▸ **TASK DETAILS**:
Every line of the material that includes the word "Send" is to be shown.

▸ **GIVEN INFORMATION**:

====

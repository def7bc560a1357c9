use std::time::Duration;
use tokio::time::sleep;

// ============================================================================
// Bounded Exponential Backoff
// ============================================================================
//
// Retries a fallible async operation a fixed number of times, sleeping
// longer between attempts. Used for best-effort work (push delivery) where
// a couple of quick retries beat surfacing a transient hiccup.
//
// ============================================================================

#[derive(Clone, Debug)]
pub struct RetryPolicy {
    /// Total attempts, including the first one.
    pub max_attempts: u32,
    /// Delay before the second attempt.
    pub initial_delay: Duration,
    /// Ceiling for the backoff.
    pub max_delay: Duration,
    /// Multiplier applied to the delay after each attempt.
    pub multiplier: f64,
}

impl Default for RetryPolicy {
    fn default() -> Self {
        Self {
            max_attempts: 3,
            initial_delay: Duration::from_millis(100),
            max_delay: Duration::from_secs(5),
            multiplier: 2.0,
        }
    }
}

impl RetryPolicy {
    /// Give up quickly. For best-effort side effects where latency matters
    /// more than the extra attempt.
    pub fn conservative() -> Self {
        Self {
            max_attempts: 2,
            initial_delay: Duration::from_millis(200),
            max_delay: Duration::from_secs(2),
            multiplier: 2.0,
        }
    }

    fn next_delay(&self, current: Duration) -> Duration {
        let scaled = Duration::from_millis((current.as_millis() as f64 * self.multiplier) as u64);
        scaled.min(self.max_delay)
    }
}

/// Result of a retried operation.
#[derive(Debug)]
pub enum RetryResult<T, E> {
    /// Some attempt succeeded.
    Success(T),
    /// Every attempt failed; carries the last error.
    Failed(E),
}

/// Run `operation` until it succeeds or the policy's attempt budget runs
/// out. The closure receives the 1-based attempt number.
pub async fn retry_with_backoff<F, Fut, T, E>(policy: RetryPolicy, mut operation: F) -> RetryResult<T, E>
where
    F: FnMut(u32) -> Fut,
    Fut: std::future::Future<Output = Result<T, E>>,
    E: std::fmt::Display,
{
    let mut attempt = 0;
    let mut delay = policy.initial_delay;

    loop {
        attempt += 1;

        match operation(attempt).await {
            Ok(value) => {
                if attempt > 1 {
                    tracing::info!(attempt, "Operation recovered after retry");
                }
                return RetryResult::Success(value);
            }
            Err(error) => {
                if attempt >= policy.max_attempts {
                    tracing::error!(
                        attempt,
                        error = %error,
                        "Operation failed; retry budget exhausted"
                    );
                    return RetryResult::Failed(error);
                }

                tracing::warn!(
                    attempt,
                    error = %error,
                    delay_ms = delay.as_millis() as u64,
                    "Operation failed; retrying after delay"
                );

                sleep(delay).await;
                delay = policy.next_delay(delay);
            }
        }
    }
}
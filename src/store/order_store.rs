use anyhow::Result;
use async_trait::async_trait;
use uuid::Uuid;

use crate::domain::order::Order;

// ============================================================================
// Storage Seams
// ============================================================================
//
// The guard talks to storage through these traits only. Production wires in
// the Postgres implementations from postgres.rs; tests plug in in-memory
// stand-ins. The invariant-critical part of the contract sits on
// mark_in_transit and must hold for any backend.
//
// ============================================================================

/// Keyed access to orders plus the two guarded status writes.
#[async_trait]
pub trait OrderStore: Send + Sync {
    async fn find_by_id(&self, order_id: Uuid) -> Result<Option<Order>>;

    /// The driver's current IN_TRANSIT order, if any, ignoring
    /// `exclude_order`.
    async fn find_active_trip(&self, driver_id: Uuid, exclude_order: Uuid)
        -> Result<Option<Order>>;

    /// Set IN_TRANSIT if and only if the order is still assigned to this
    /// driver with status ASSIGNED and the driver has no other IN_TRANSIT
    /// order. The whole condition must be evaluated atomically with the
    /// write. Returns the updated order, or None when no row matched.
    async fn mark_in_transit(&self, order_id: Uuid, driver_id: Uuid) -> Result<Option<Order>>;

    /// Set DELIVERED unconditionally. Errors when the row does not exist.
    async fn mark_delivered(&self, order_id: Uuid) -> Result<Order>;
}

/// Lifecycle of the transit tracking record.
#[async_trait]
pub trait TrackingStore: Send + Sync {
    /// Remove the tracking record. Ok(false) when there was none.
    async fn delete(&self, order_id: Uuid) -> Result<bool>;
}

====

▸ **RESULT OF THIS EXERCISE**:
pub trait OrderStore: Send + Sync {
pub trait TrackingStore: Send + Sync {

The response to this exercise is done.